PROBATAM.CO, Batam – Panggung Kenduri Seni Melayu (KSM) 2026 kembali menghadirkan sajian sastra yang berbeda melalui penampilan penyair asal Batam, Sudirman Elbatamy, pada malam penutupan KSM, Minggu (5/7/2026), di Dataran Engku Putri, Batam Centre, Batam
Tidak sekadar membacakan puisi, Sudirman tampil dengan gaya teatrikal yang memadukan sastra, musik, dan ekspresi panggung yang penuh energi. Mengenakan jas hitam dipadukan kemeja bermotif biru, celana krem, serta tanjak Melayu, ia berhasil menghidupkan suasana dengan gerak tubuh yang dinamis dan penuh penghayatan.
Setiap bait puisi yang disampaikannya dibawakan dengan ekspresi yang kuat, diselingi gerakan teatrikal yang mengikuti irama musik pengiring. Sesekali ia melangkah, mengayunkan tangan, hingga berinteraksi dengan penonton, menciptakan pertunjukan yang menghibur tanpa menghilangkan nilai sastra yang terkandung dalam puisinya.

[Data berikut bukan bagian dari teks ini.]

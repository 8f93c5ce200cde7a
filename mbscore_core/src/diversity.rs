//! Alpha diversity and phylum-ratio metrics.

use crate::config::DiversityConfig;
use crate::normalize::SampleProfile;
use crate::{AbundanceVector, Error, Measure, Rank, ReasonCode, Result, StageOutcome};
use serde::{Deserialize, Serialize};

const BACTEROIDETES: [&str; 2] = ["Bacteroidetes", "Bacteroidota"];
const FIRMICUTES: [&str; 2] = ["Firmicutes", "Bacillota"];

/// Position of a value relative to a normal band
#[derive(Clone, Copy, Debug, Serialize, Deserialize, PartialEq, Eq)]
#[serde(rename_all = "snake_case")]
pub enum BandStatus {
    Low,
    Normal,
    High,
}

impl BandStatus {
    pub fn classify(value: f64, low: f64, high: f64) -> Self {
        if value < low {
            BandStatus::Low
        } else if value > high {
            BandStatus::High
        } else {
            BandStatus::Normal
        }
    }
}

/// Diversity metrics for one sample
#[derive(Clone, Debug, Serialize, Deserialize, PartialEq)]
pub struct DiversityMetrics {
    /// Rank the alpha metrics were computed at
    pub rank: Rank,
    pub shannon: f64,
    pub simpson: f64,
    pub chao1: f64,
    /// Taxa with nonzero abundance at `rank`
    pub observed_taxa: usize,
    /// Features (ASVs) with a nonzero count
    pub observed_features: usize,
    pub singletons: usize,
    pub doubletons: usize,
    pub evenness: Measure<f64>,
    pub bf_ratio: Measure<f64>,
    #[serde(default, skip_serializing_if = "Option::is_none")]
    pub bf_status: Option<BandStatus>,
    pub richness_status: BandStatus,
    pub total_reads: u64,
}

/// Shannon entropy, natural log, over nonzero fractions
pub fn shannon(fractions: impl IntoIterator<Item = f64>) -> f64 {
    fractions
        .into_iter()
        .filter(|p| *p > 0.0)
        .fold(0.0, |acc, p| acc - p * p.ln())
}

/// Simpson diversity, 1 - sum(p^2)
pub fn simpson(fractions: impl IntoIterator<Item = f64>) -> f64 {
    1.0 - fractions.into_iter().map(|p| p * p).sum::<f64>()
}

/// Bias-corrected Chao1 richness from raw feature counts
pub fn chao1(counts: &[u64]) -> f64 {
    let observed = counts.iter().filter(|c| **c > 0).count() as f64;
    let f1 = counts.iter().filter(|c| **c == 1).count() as f64;
    let f2 = counts.iter().filter(|c| **c == 2).count() as f64;

    if f2 > 0.0 {
        observed + f1 * f1 / (2.0 * f2)
    } else if f1 > 1.0 {
        observed + f1 * (f1 - 1.0) / 2.0
    } else {
        observed
    }
}

/// Pielou evenness; undefined with one or no observed taxa
pub fn evenness(shannon: f64, observed: usize) -> Measure<f64> {
    if observed <= 1 {
        return Measure::Undefined {
            reason: ReasonCode::TooFewTaxa,
        };
    }
    Measure::Defined {
        value: shannon / (observed as f64).ln(),
    }
}

/// Bacteroidetes / Firmicutes ratio from a phylum vector
pub fn bf_ratio(phylum: &AbundanceVector) -> Measure<f64> {
    let bacteroidetes: f64 = BACTEROIDETES.iter().map(|p| phylum.group_abundance(p)).sum();
    let firmicutes: f64 = FIRMICUTES.iter().map(|p| phylum.group_abundance(p)).sum();

    if firmicutes <= 0.0 {
        return Measure::Undefined {
            reason: ReasonCode::ZeroDenominator,
        };
    }
    Measure::Defined {
        value: bacteroidetes / firmicutes,
    }
}

/// Compute every diversity metric for one profile
///
/// Returns an error only when the profile lacks a vector the calculator
/// needs; a zero-depth sample yields `insufficient_data`.
pub fn compute_diversity(
    profile: &SampleProfile,
    config: &DiversityConfig,
) -> Result<StageOutcome<DiversityMetrics>> {
    if profile.insufficient_depth {
        return Ok(StageOutcome::insufficient(ReasonCode::InsufficientDepth));
    }

    let vector = required_vector(profile, config.rank)?;
    let phylum = required_vector(profile, Rank::Phylum)?;

    let fractions = || vector.fractions.values().copied();
    let shannon = shannon(fractions());
    let simpson = simpson(fractions());
    let observed_taxa = vector.nonzero().count();

    let counts = &profile.feature_counts;
    let observed_features = counts.iter().filter(|c| **c > 0).count();
    let singletons = counts.iter().filter(|c| **c == 1).count();
    let doubletons = counts.iter().filter(|c| **c == 2).count();

    let bf_ratio = bf_ratio(phylum);
    let bf_status = bf_ratio
        .value()
        .map(|r| BandStatus::classify(r, config.bf_ratio_low, config.bf_ratio_high));
    let richness_status = BandStatus::classify(
        observed_features as f64,
        config.richness_low as f64,
        config.richness_high as f64,
    );

    tracing::debug!(
        "{}: shannon={:.3} simpson={:.3} observed={} chao1={:.1}",
        profile.sample_id,
        shannon,
        simpson,
        observed_taxa,
        chao1(counts)
    );

    Ok(StageOutcome::Computed {
        value: DiversityMetrics {
            rank: config.rank,
            shannon,
            simpson,
            chao1: chao1(counts),
            observed_taxa,
            observed_features,
            singletons,
            doubletons,
            evenness: evenness(shannon, observed_taxa),
            bf_ratio,
            bf_status,
            richness_status,
            total_reads: profile.total_reads,
        },
    })
}

fn required_vector(profile: &SampleProfile, rank: Rank) -> Result<&AbundanceVector> {
    profile.vector(rank).ok_or_else(|| Error::Sample {
        sample: profile.sample_id.clone(),
        message: format!("no {} abundance vector in profile", rank),
    })
}

#[cfg(test)]
mod tests {
    use super::*;
    use crate::normalize::profile_sample;
    use crate::table::read_feature_table;
    use crate::UNCLASSIFIED;

    fn vector(rank: Rank, entries: &[(&str, f64)]) -> AbundanceVector {
        AbundanceVector {
            sample_id: "S".into(),
            rank,
            total_reads: 100,
            insufficient_depth: false,
            fractions: entries.iter().map(|(k, v)| (k.to_string(), *v)).collect(),
        }
    }

    #[test]
    fn test_shannon_zero_for_single_taxon() {
        assert_eq!(shannon([1.0, 0.0, 0.0]), 0.0);
        assert_eq!(simpson([1.0, 0.0]), 0.0);
        assert!(shannon([0.5, 0.5]) > 0.0);
    }

    #[test]
    fn test_shannon_increases_with_evenness() {
        let skewed = shannon([0.7, 0.1, 0.1, 0.1]);
        let mid = shannon([0.4, 0.2, 0.2, 0.2]);
        let even = shannon([0.25, 0.25, 0.25, 0.25]);
        assert!(skewed < mid && mid < even);
        assert!((even - 4f64.ln()).abs() < 1e-12);
    }

    #[test]
    fn test_simpson_even_community() {
        assert!((simpson([0.25; 4]) - 0.75).abs() < 1e-12);
    }

    #[test]
    fn test_chao1_branches() {
        // F2 > 0: 4 + 2^2 / (2 * 1) = 6
        assert_eq!(chao1(&[1, 1, 2, 10, 0]), 6.0);
        // F2 == 0, F1 > 1: 3 + 2 * 1 / 2 = 4
        assert_eq!(chao1(&[1, 1, 10]), 4.0);
        // F2 == 0, F1 <= 1
        assert_eq!(chao1(&[1, 10, 5]), 3.0);
        assert_eq!(chao1(&[]), 0.0);
    }

    #[test]
    fn test_evenness_undefined_for_single_taxon() {
        assert_eq!(
            evenness(0.0, 1),
            Measure::Undefined {
                reason: ReasonCode::TooFewTaxa
            }
        );
        let e = evenness(2f64.ln(), 2).value().unwrap();
        assert!((e - 1.0).abs() < 1e-12);
    }

    #[test]
    fn test_bf_ratio_zero_firmicutes_undefined() {
        let phylum = vector(Rank::Phylum, &[("Bacteroidota", 0.6), (UNCLASSIFIED, 0.4)]);
        assert_eq!(
            bf_ratio(&phylum),
            Measure::Undefined {
                reason: ReasonCode::ZeroDenominator
            }
        );
    }

    #[test]
    fn test_bf_ratio_sums_naming_schemes() {
        let phylum = vector(
            Rank::Phylum,
            &[
                ("Bacteroidetes", 0.2),
                ("Bacteroidota", 0.2),
                ("Firmicutes", 0.1),
                ("Bacillota", 0.1),
                (UNCLASSIFIED, 0.4),
            ],
        );
        let ratio = bf_ratio(&phylum).value().unwrap();
        assert!((ratio - 2.0).abs() < 1e-12);
        assert_eq!(BandStatus::classify(ratio, 0.84, 4.94), BandStatus::Normal);
        assert_eq!(BandStatus::classify(0.5, 0.84, 4.94), BandStatus::Low);
        assert_eq!(BandStatus::classify(5.0, 0.84, 4.94), BandStatus::High);
    }

    const TABLE: &str = "id\tS1\tZERO\tTaxon
a1\t50\t0\tp__Bacteroidota; g__Bacteroides
a2\t25\t0\tp__Firmicutes; g__Faecalibacterium
a3\t1\t0\tp__Firmicutes; g__Blautia
a4\t2\t0\tp__Firmicutes; g__Roseburia
";

    #[test]
    fn test_compute_diversity_on_profile() {
        let table = read_feature_table(TABLE.as_bytes()).unwrap();
        let profile = profile_sample(&table, 0, &[], 1);
        let outcome = compute_diversity(&profile, &DiversityConfig::default()).unwrap();
        let metrics = outcome.value().unwrap();

        assert_eq!(metrics.rank, Rank::Genus);
        assert_eq!(metrics.observed_taxa, 4);
        assert_eq!(metrics.observed_features, 4);
        assert_eq!(metrics.singletons, 1);
        assert_eq!(metrics.doubletons, 1);
        assert!((metrics.chao1 - 4.5).abs() < 1e-12);
        assert_eq!(metrics.total_reads, 78);
        let ratio = metrics.bf_ratio.value().unwrap();
        assert!((ratio - 50.0 / 28.0).abs() < 1e-12);
        assert_eq!(metrics.bf_status, Some(BandStatus::Normal));
        assert_eq!(metrics.richness_status, BandStatus::Low);
    }

    #[test]
    fn test_zero_depth_sample_is_insufficient() {
        let table = read_feature_table(TABLE.as_bytes()).unwrap();
        let profile = profile_sample(&table, 1, &[], 1);
        let outcome = compute_diversity(&profile, &DiversityConfig::default()).unwrap();
        assert_eq!(outcome.reason(), Some(ReasonCode::InsufficientDepth));
    }

    #[test]
    fn test_missing_rank_vector_fails_sample() {
        let table = read_feature_table(TABLE.as_bytes()).unwrap();
        let profile = profile_sample(&table, 0, &[], 1);
        let config = DiversityConfig {
            rank: Rank::Family,
            ..Default::default()
        };
        assert!(matches!(
            compute_diversity(&profile, &config),
            Err(Error::Sample { .. })
        ));
    }
}
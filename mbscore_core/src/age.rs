//! Biological age prediction from core-genus abundances.
//!
//! Besides the predicted age, each prediction breaks the model down into
//! per-genus contributions, summarizes them as youth and aging scores, and
//! derives an aging rate plus rejuvenation advice from a fixed set of marker
//! genera.

use crate::advice::RejuvenationAdvice;
use crate::defaults::{BUILTIN_VERSION, CORE_GENERA};
use crate::normalize::SampleProfile;
use crate::{Error, Rank, ReasonCode, Result, StageOutcome};
use serde::{Deserialize, Serialize};
use std::collections::HashMap;
use std::io::Read;
use std::path::Path;

/// Predicts an age in years from an ordered feature vector
pub trait AgeModel: Send + Sync {
    /// Number of features the model expects
    fn input_len(&self) -> usize;

    fn predict(&self, features: &[f64]) -> Result<f64>;

    /// Per-feature contribution in years, for models that decompose
    fn contributions(&self, _features: &[f64]) -> Option<Vec<f64>> {
        None
    }

    fn version(&self) -> &str;
}

/// Linear model over the core-genus vector, clamped to `[min_age, max_age]`
#[derive(Clone, Debug, Serialize, Deserialize, PartialEq)]
pub struct LinearAgeModel {
    pub version: String,
    pub intercept: f64,
    /// One coefficient per core genus, in core-genus order
    pub coefficients: Vec<f64>,
    pub min_age: f64,
    pub max_age: f64,
}

impl LinearAgeModel {
    /// Load a model from JSON
    pub fn load(path: &Path) -> Result<Self> {
        let contents = std::fs::read_to_string(path)
            .map_err(|e| Error::Model(format!("cannot read {:?}: {}", path, e)))?;
        let model: LinearAgeModel = serde_json::from_str(&contents)
            .map_err(|e| Error::Model(format!("malformed model {:?}: {}", path, e)))?;
        model.validate()?;
        tracing::info!(
            "Loaded age model {} ({} coefficients) from {:?}",
            model.version,
            model.coefficients.len(),
            path
        );
        Ok(model)
    }

    pub fn validate(&self) -> Result<()> {
        if !(self.intercept.is_finite() && self.coefficients.iter().all(|c| c.is_finite())) {
            return Err(Error::Model("model parameters must be finite".into()));
        }
        if !(self.min_age <= self.max_age) {
            return Err(Error::Model(format!(
                "min_age {} exceeds max_age {}",
                self.min_age, self.max_age
            )));
        }
        Ok(())
    }

    pub fn save_to(&self, path: &Path) -> Result<()> {
        std::fs::write(path, serde_json::to_string_pretty(self)?)?;
        Ok(())
    }
}

impl AgeModel for LinearAgeModel {
    fn input_len(&self) -> usize {
        self.coefficients.len()
    }

    fn predict(&self, features: &[f64]) -> Result<f64> {
        if features.len() != self.coefficients.len() {
            return Err(Error::Model(format!(
                "expected {} features, got {}",
                self.coefficients.len(),
                features.len()
            )));
        }
        let linear: f64 = self.intercept
            + self
                .coefficients
                .iter()
                .zip(features)
                .map(|(c, x)| c * x)
                .sum::<f64>();
        if !linear.is_finite() {
            return Err(Error::Model("prediction is not finite".into()));
        }
        Ok(linear.clamp(self.min_age, self.max_age))
    }

    fn contributions(&self, features: &[f64]) -> Option<Vec<f64>> {
        if features.len() != self.coefficients.len() {
            return None;
        }
        Some(self.coefficients.iter().zip(features).map(|(c, x)| c * x).collect())
    }

    fn version(&self) -> &str {
        &self.version
    }
}

/// Years per unit relative abundance for the built-in model
const DEFAULT_COEFFICIENTS: &[(&str, f64)] = &[
    ("Bifidobacterium", -25.0),
    ("Lactobacillus", -60.0),
    ("Prevotella", -6.0),
    ("Faecalibacterium", -20.0),
    ("Akkermansia", -40.0),
    ("Roseburia", -15.0),
    ("Christensenella", -30.0),
    ("Escherichia", 60.0),
    ("Enterococcus", 90.0),
    ("Streptococcus", 30.0),
    ("Clostridium", 20.0),
    ("Staphylococcus", 150.0),
    ("Klebsiella", 80.0),
    ("Eggerthella", 50.0),
    ("Desulfovibrio", 40.0),
    ("Bilophila", 30.0),
    ("Methanobrevibacter", 25.0),
    ("Alistipes", 10.0),
    ("Oscillospira", 15.0),
];

/// The built-in linear model, aligned with the built-in core genera
pub fn default_age_model() -> LinearAgeModel {
    let coefficients = CORE_GENERA
        .iter()
        .map(|genus| {
            DEFAULT_COEFFICIENTS
                .iter()
                .find(|(g, _)| g == genus)
                .map_or(0.0, |(_, c)| *c)
        })
        .collect();

    LinearAgeModel {
        version: BUILTIN_VERSION.into(),
        intercept: 40.0,
        coefficients,
        min_age: 20.0,
        max_age: 90.0,
    }
}

#[derive(Clone, Copy, Debug, Serialize, Deserialize, PartialEq, Eq)]
#[serde(rename_all = "snake_case")]
pub enum AgeGapStatus {
    Younger,
    Matched,
    Older,
}

impl AgeGapStatus {
    pub fn from_gap(gap: f64) -> Self {
        if gap < -5.0 {
            AgeGapStatus::Younger
        } else if gap > 5.0 {
            AgeGapStatus::Older
        } else {
            AgeGapStatus::Matched
        }
    }
}

#[derive(Clone, Copy, Debug, Serialize, Deserialize, PartialEq, Eq)]
#[serde(rename_all = "snake_case")]
pub enum AgeBand {
    Young,
    MiddleAged,
    Mature,
    Senior,
}

impl AgeBand {
    pub fn from_age(age: f64) -> Self {
        if age < 35.0 {
            AgeBand::Young
        } else if age < 50.0 {
            AgeBand::MiddleAged
        } else if age < 65.0 {
            AgeBand::Mature
        } else {
            AgeBand::Senior
        }
    }
}

/// Expected abundance of a marker genus
#[derive(Clone, Copy, Debug)]
enum MarkerBand {
    /// Youth-associated; best between `min` and `max`
    Youth { min: f64, max: f64 },
    /// Aging-associated; elevated above `threshold`
    Aging { threshold: f64 },
}

const MARKER_BANDS: &[(&str, MarkerBand)] = &[
    ("Bifidobacterium", MarkerBand::Youth { min: 0.05, max: 0.15 }),
    ("Lactobacillus", MarkerBand::Youth { min: 0.005, max: 0.03 }),
    ("Prevotella", MarkerBand::Youth { min: 0.10, max: 0.40 }),
    ("Faecalibacterium", MarkerBand::Youth { min: 0.05, max: 0.15 }),
    ("Akkermansia", MarkerBand::Youth { min: 0.01, max: 0.05 }),
    ("Escherichia", MarkerBand::Aging { threshold: 0.01 }),
    ("Enterococcus", MarkerBand::Aging { threshold: 0.005 }),
    ("Streptococcus", MarkerBand::Aging { threshold: 0.02 }),
    ("Clostridium", MarkerBand::Aging { threshold: 0.03 }),
    ("Staphylococcus", MarkerBand::Aging { threshold: 0.001 }),
    ("Klebsiella", MarkerBand::Aging { threshold: 0.005 }),
];

#[derive(Clone, Copy, Debug, Serialize, Deserialize, PartialEq, Eq)]
#[serde(rename_all = "snake_case")]
pub enum MarkerStatus {
    Low,
    Optimal,
    Normal,
    High,
}

impl MarkerBand {
    fn status(self, abundance: f64) -> MarkerStatus {
        match self {
            MarkerBand::Youth { min, .. } if abundance < min => MarkerStatus::Low,
            MarkerBand::Youth { max, .. } if abundance > max => MarkerStatus::High,
            MarkerBand::Youth { .. } => MarkerStatus::Optimal,
            MarkerBand::Aging { threshold } if abundance > threshold => MarkerStatus::High,
            MarkerBand::Aging { .. } => MarkerStatus::Normal,
        }
    }
}

/// One genus's share of the prediction
#[derive(Clone, Debug, Serialize, Deserialize, PartialEq)]
pub struct AgeMarker {
    pub genus: String,
    pub abundance: f64,
    /// Years added (positive) or removed (negative) by this genus
    pub contribution: f64,
    /// Set for the youth- and aging-associated marker genera
    #[serde(default, skip_serializing_if = "Option::is_none")]
    pub status: Option<MarkerStatus>,
}

#[derive(Clone, Copy, Debug, Serialize, Deserialize, PartialEq, Eq)]
#[serde(rename_all = "snake_case")]
pub enum AgingRateLevel {
    Slow,
    Normal,
    Fast,
    Rapid,
}

impl AgingRateLevel {
    pub fn from_score(score: f64) -> Self {
        if score < 0.5 {
            AgingRateLevel::Slow
        } else if score < 1.0 {
            AgingRateLevel::Normal
        } else if score < 2.0 {
            AgingRateLevel::Fast
        } else {
            AgingRateLevel::Rapid
        }
    }
}

/// `aging_score / (youth_score + 1)`
#[derive(Clone, Copy, Debug, Serialize, Deserialize, PartialEq)]
pub struct AgingRate {
    pub score: f64,
    pub level: AgingRateLevel,
}

impl AgingRate {
    pub fn from_scores(youth_score: f64, aging_score: f64) -> Self {
        let score = aging_score / (youth_score + 1.0);
        Self {
            score,
            level: AgingRateLevel::from_score(score),
        }
    }
}

#[derive(Clone, Debug, Serialize, Deserialize, PartialEq)]
pub struct AgePrediction {
    pub predicted_age: f64,
    pub chronological_age: Option<f64>,
    /// `predicted - chronological`, when the chronological age is known
    pub age_gap: Option<f64>,
    pub gap_status: Option<AgeGapStatus>,
    pub age_band: AgeBand,
    pub model_version: String,
    /// Contributing genera, largest absolute contribution first
    pub markers: Vec<AgeMarker>,
    /// Years removed by youth-associated genera
    pub youth_score: f64,
    /// Years added by aging-associated genera
    pub aging_score: f64,
    pub aging_rate: AgingRate,
    pub advice: RejuvenationAdvice,
}

/// Marker breakdown for one feature vector
fn age_markers(
    profile: &SampleProfile,
    core_genera: &[String],
    contributions: Option<Vec<f64>>,
) -> Vec<AgeMarker> {
    let contributions = contributions.unwrap_or_else(|| vec![0.0; core_genera.len()]);
    let band = |genus: &str| MARKER_BANDS.iter().find(|(g, _)| *g == genus).map(|(_, b)| *b);

    let mut markers: Vec<AgeMarker> = core_genera
        .iter()
        .zip(contributions)
        .filter(|(genus, c)| *c != 0.0 || band(genus.as_str()).is_some())
        .map(|(genus, contribution)| {
            let abundance = profile.abundance(genus, Rank::Genus);
            AgeMarker {
                genus: genus.clone(),
                abundance,
                contribution,
                status: band(genus.as_str()).map(|b| b.status(abundance)),
            }
        })
        .collect();

    markers.sort_by(|a, b| {
        b.contribution
            .abs()
            .total_cmp(&a.contribution.abs())
            .then_with(|| a.genus.cmp(&b.genus))
    });
    markers
}

fn rejuvenation_advice(markers: &[AgeMarker]) -> RejuvenationAdvice {
    let depleted_youth: Vec<&str> = MARKER_BANDS
        .iter()
        .filter(|(_, b)| matches!(b, MarkerBand::Youth { .. }))
        .filter(|(genus, _)| {
            markers
                .iter()
                .any(|m| m.genus == *genus && m.status == Some(MarkerStatus::Low))
        })
        .map(|(genus, _)| *genus)
        .collect();
    let aging_elevated = MARKER_BANDS
        .iter()
        .filter(|(_, b)| matches!(b, MarkerBand::Aging { .. }))
        .any(|(genus, _)| {
            markers
                .iter()
                .any(|m| m.genus == *genus && m.status == Some(MarkerStatus::High))
        });
    RejuvenationAdvice::from_markers(&depleted_youth, aging_elevated)
}

/// Predict biological age for one profile
///
/// Every failure (no model, zero depth, vector length mismatch, model error)
/// is reported as `unavailable` for this stage only.
pub fn predict_age(
    profile: &SampleProfile,
    core_genera: &[String],
    model: Option<&dyn AgeModel>,
    chronological_age: Option<f64>,
) -> StageOutcome<AgePrediction> {
    let unavailable = |detail: String| {
        StageOutcome::unavailable(ReasonCode::AgePredictionUnavailable, detail)
    };

    if profile.insufficient_depth {
        return unavailable("sample has insufficient read depth".into());
    }
    let Some(model) = model else {
        return unavailable("no age model loaded".into());
    };

    let features: Vec<f64> = core_genera
        .iter()
        .map(|genus| profile.abundance(genus, Rank::Genus))
        .collect();
    if features.len() != model.input_len() {
        return unavailable(format!(
            "model expects {} core genera, got {}",
            model.input_len(),
            features.len()
        ));
    }

    let predicted_age = match model.predict(&features) {
        Ok(age) => age,
        Err(e) => {
            tracing::warn!("{}: age prediction failed: {}", profile.sample_id, e);
            return unavailable(e.to_string());
        }
    };

    let markers = age_markers(profile, core_genera, model.contributions(&features));
    let youth_score: f64 = markers.iter().map(|m| (-m.contribution).max(0.0)).sum();
    let aging_score: f64 = markers.iter().map(|m| m.contribution.max(0.0)).sum();
    let advice = rejuvenation_advice(&markers);

    let age_gap = chronological_age.map(|age| predicted_age - age);
    StageOutcome::Computed {
        value: AgePrediction {
            predicted_age,
            chronological_age,
            age_gap,
            gap_status: age_gap.map(AgeGapStatus::from_gap),
            age_band: AgeBand::from_age(predicted_age),
            model_version: model.version().to_string(),
            markers,
            youth_score,
            aging_score,
            aging_rate: AgingRate::from_scores(youth_score, aging_score),
            advice,
        },
    }
}

/// Load chronological ages from a `sample<TAB>age` file
pub fn load_chronological_ages(path: &Path) -> Result<HashMap<String, f64>> {
    let file = std::fs::File::open(path)?;
    let ages = read_chronological_ages(file)?;
    tracing::info!("Loaded {} chronological ages from {:?}", ages.len(), path);
    Ok(ages)
}

/// Parse chronological ages; a header row is skipped when its age column is
/// not numeric
pub fn read_chronological_ages<R: Read>(reader: R) -> Result<HashMap<String, f64>> {
    let mut reader = csv::ReaderBuilder::new()
        .delimiter(b'\t')
        .has_headers(false)
        .flexible(true)
        .comment(Some(b'#'))
        .from_reader(reader);

    let mut ages = HashMap::new();
    for (i, record) in reader.records().enumerate() {
        let record = record?;
        let sample = record.get(0).unwrap_or("").trim();
        let raw = record.get(1).unwrap_or("").trim();
        if sample.is_empty() {
            continue;
        }
        match raw.parse::<f64>() {
            Ok(age) if age.is_finite() && age >= 0.0 => {
                ages.insert(sample.to_string(), age);
            }
            _ if i == 0 => continue,
            _ => {
                return Err(Error::Table {
                    line: i + 1,
                    message: format!("invalid age '{}' for sample '{}'", raw, sample),
                })
            }
        }
    }
    Ok(ages)
}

Kepala Dinas Kebudayaan dan Pariwisata Kota Batam, Ardiwinata, mengatakan kehadiran penyair seperti Sudirman Elbatamy menunjukkan bahwa sastra Melayu mampu dikemas secara kreatif sehingga tetap relevan dan dekat dengan berbagai kalangan.
“Kenduri Seni Melayu memberikan ruang bagi para penyair untuk terus berkarya dan berekspresi. Penampilan Sudirman Elbatamy membuktikan bahwa puisi dapat disampaikan dengan cara yang komunikatif, menghibur, namun tetap sarat makna. Inilah semangat yang terus kita dorong dalam pemajuan kebudayaan,” ujarnya.
Sudirman Elbatamy dikenal sebagai seniman multitalenta asal Batam yang aktif sebagai penyair, musisi, pencipta lagu, sekaligus konten kreator. Melalui kanal digitalnya, ia banyak menghasilkan karya-karya bernuansa Melayu yang dipadukan dengan humor, kritik sosial, dan pesan-pesan budaya. Selain aktif di dunia musik, ia juga kerap tampil dalam berbagai festival sastra dan kegiatan kebudayaan di Kepulauan Riau.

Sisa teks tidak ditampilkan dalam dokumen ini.